Mere Technology It’s just ones and zeros…really!

14Mar/090

On Clojure

I attended an interesting meetup the other night of the London Java Community group. Rich Hickey, the author of Clojure spoke about his motivations for creating the language, and what it was all about.

Clojure is a new language written for the jvm aimed particularly at addressing concurrency issues that plague java and other Object Oriented languages. Written as a Lisp, Clojure is a functional language that treats data structures as programs, and enforces the usage of immutable objects. Rich and others, see the proliferation of mutable objects as the bane of many large systems built using todays mainstream OO languages and expect the concurrency problems related to these to massively increase as we enter the multi core processing era.

By runnning on the JVM - an already stable platform with market saturation, Clojure, as with Groovy and others leverage much of the hard won programatic support enjoyed by java developers, such as garbage collection.
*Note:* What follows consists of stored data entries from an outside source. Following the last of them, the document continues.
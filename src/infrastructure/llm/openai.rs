use async_trait::async_trait;
use serde::{Deserialize, Serialize};
use validator::Validate;

use super::http_client::HttpClientTrait;
use super::managed::ProviderBackend;
use super::sse;
use crate::domain::{
    validate_config, ChatMessage, ChatRequest, ChatResponse, ChatStream, FinishReason,
    ProviderConfig, ProviderError, ProviderType, StreamChunk, TokenUsage,
};

const DEFAULT_OPENAI_BASE_URL: &str = "https://api.openai.com";
const DEFAULT_OPENAI_MODEL: &str = "gpt-3.5-turbo";

/// Configuration for the OpenAI-style provider.
#[derive(Debug, Clone, Serialize, Deserialize, Validate)]
pub struct OpenAiConfig {
    #[serde(flatten)]
    #[validate(nested)]
    pub base: ProviderConfig,

    /// Optional organization header for multi-org accounts.
    #[serde(default, skip_serializing_if = "Option::is_none")]
    pub organization: Option<String>,
}

impl OpenAiConfig {
    pub fn new(api_key: impl Into<String>) -> Self {
        Self {
            base: ProviderConfig::new(api_key),
            organization: None,
        }
    }
}

/// OpenAI chat completions provider.
///
/// The unified message array maps near 1:1 onto the native `messages` field;
/// the response comes back through `choices[0].message.content` and `usage`.
#[derive(Debug)]
pub struct OpenAiProvider<C: HttpClientTrait> {
    client: C,
    config: OpenAiConfig,
    auth_header: String,
    base_url: String,
}

impl<C: HttpClientTrait> OpenAiProvider<C> {
    pub fn new(client: C, mut config: OpenAiConfig) -> Result<Self, ProviderError> {
        validate_config(&config)?;

        if config.base.default_model.is_empty() {
            config.base.default_model = DEFAULT_OPENAI_MODEL.to_string();
        }

        let auth_header = format!("Bearer {}", config.base.api_key);
        let base_url = config
            .base
            .base_url
            .as_deref()
            .unwrap_or(DEFAULT_OPENAI_BASE_URL)
            .trim_end_matches('/')
            .to_string();

        Ok(Self {
            client,
            config,
            auth_header,
            base_url,
        })
    }

    pub fn config(&self) -> &ProviderConfig {
        &self.config.base
    }

    fn chat_completions_url(&self) -> String {
        format!("{}/v1/chat/completions", self.base_url)
    }

    fn headers(&self) -> Vec<(&str, &str)> {
        let mut headers = vec![
            ("Authorization", self.auth_header.as_str()),
            ("Content-Type", "application/json"),
        ];

        if let Some(ref organization) = self.config.organization {
            headers.push(("OpenAI-Organization", organization.as_str()));
        }

        headers
    }

    fn build_request(&self, request: &ChatRequest, stream: bool) -> serde_json::Value {
        let messages: Vec<OpenAiMessage> = request
            .messages
            .iter()
            .map(OpenAiMessage::from_unified)
            .collect();

        let mut body = serde_json::json!({
            "model": request.model,
            "messages": messages,
            "stream": stream,
        });

        if let Some(temperature) = request.temperature {
            body["temperature"] = serde_json::json!(temperature);
        }

        if let Some(max_tokens) = request.max_tokens {
            body["max_tokens"] = serde_json::json!(max_tokens);
        }

        if let Some(ref user) = request.user {
            body["user"] = serde_json::json!(user);
        }

        body
    }

    fn parse_response(&self, json: serde_json::Value) -> Result<ChatResponse, ProviderError> {
        let response: OpenAiResponse = serde_json::from_value(json)
            .map_err(|e| ProviderError::parse(format!("unexpected openai response: {}", e)))?;

        let choice = response
            .choices
            .into_iter()
            .next()
            .ok_or_else(|| ProviderError::parse("openai response has no choices"))?;

        let content = choice
            .message
            .content
            .ok_or_else(|| ProviderError::parse("openai response has no message content"))?;

        let usage = response
            .usage
            .map(|u| TokenUsage::new(u.prompt_tokens, u.completion_tokens))
            .unwrap_or_default();

        let mut unified = ChatResponse::new(
            response.id,
            content,
            response.model,
            ProviderType::OpenAi,
            usage,
        );

        if let Some(reason) = choice.finish_reason {
            unified = unified.with_finish_reason(parse_finish_reason(&reason));
        }

        Ok(unified)
    }
}

#[async_trait]
impl<C: HttpClientTrait> ProviderBackend for OpenAiProvider<C> {
    fn provider_type(&self) -> ProviderType {
        ProviderType::OpenAi
    }

    async fn call_api(&self, request: &ChatRequest) -> Result<ChatResponse, ProviderError> {
        let url = self.chat_completions_url();
        let body = self.build_request(request, false);
        let response = self.client.post_json(&url, self.headers(), &body).await?;

        self.parse_response(response)
    }

    async fn call_stream_api(&self, request: &ChatRequest) -> Result<ChatStream, ProviderError> {
        let url = self.chat_completions_url();
        let body = self.build_request(request, true);
        let byte_stream = self
            .client
            .post_json_stream(&url, self.headers(), &body)
            .await?;

        let model = request.model.clone();
        let mut finished = false;
        let mut last_id = String::new();

        Ok(sse::parse_lines(byte_stream, move |line| {
            let data = line.strip_prefix("data:")?.trim_start();

            if data == "[DONE]" {
                if finished {
                    return None;
                }
                finished = true;
                // Reuse the upstream id so the terminal chunk keys with the
                // rest of the stream.
                return Some(Ok(StreamChunk::new(
                    last_id.clone(),
                    model.clone(),
                    ProviderType::OpenAi,
                )
                .with_finish_reason(FinishReason::Stop)));
            }

            match serde_json::from_str::<OpenAiStreamEvent>(data) {
                Ok(event) => {
                    last_id = event.id.clone();
                    let choice = event.choices.into_iter().next()?;
                    let mut chunk = StreamChunk::new(
                        event.id,
                        event.model.unwrap_or_else(|| model.clone()),
                        ProviderType::OpenAi,
                    );

                    if let Some(text) = choice.delta.content {
                        chunk = chunk.with_delta(text);
                    }

                    if let Some(reason) = choice.finish_reason {
                        finished = true;
                        chunk = chunk.with_finish_reason(parse_finish_reason(&reason));
                    }

                    Some(Ok(chunk))
                }
                Err(e) => Some(Err(ProviderError::parse(format!(
                    "unexpected openai stream event: {}",
                    e
                )))),
            }
        }))
    }
}

fn parse_finish_reason(reason: &str) -> FinishReason {
    match reason {
        "length" => FinishReason::Length,
        _ => FinishReason::Stop,
    }
}

// OpenAI wire types

#[derive(Debug, Serialize)]
struct OpenAiMessage {
    role: &'static str,
    content: String,
}

impl OpenAiMessage {
    fn from_unified(message: &ChatMessage) -> Self {
        Self {
            role: message.role().as_str(),
            content: message.content().to_string(),
        }
    }
}

#[derive(Debug, Deserialize)]
struct OpenAiResponse {
    id: String,
    model: String,
    choices: Vec<OpenAiChoice>,
    usage: Option<OpenAiUsage>,
}

#[derive(Debug, Deserialize)]
struct OpenAiChoice {
    message: OpenAiResponseMessage,
    finish_reason: Option<String>,
}

#[derive(Debug, Deserialize)]
struct OpenAiResponseMessage {
    content: Option<String>,
}

#[derive(Debug, Deserialize)]
struct OpenAiUsage {
    prompt_tokens: u32,
    completion_tokens: u32,
}

#[derive(Debug, Deserialize)]
struct OpenAiStreamEvent {
    id: String,
    model: Option<String>,
    choices: Vec<OpenAiStreamChoice>,
}

#[derive(Debug, Deserialize)]
struct OpenAiStreamChoice {
    delta: OpenAiDelta,
    finish_reason: Option<String>,
}

#[derive(Debug, Deserialize)]
struct OpenAiDelta {
    content: Option<String>,
}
It is interesting to see new language development move in this direction, as it greatly reduces the implementational scope for new languages to address.

Will be interesting to watch how Clojure progresses, and see if it really will make all our concurrency dreams come true!

Update:

InfoQ has a roundup today on what it new and interesting in the world of Clojure. One of the interesting facets of the language is that because the vast majority of the language is written in Clojure itself . The remainder (ie that which is platform specific) is actually a really small set of core operations.

ThisĀ  means that it is relatively easily ported to other platforms such as CLR and (believe it or not) Javascript! The possibilities of the exact same language running on both the client and server in a web situation are interesting to say the least.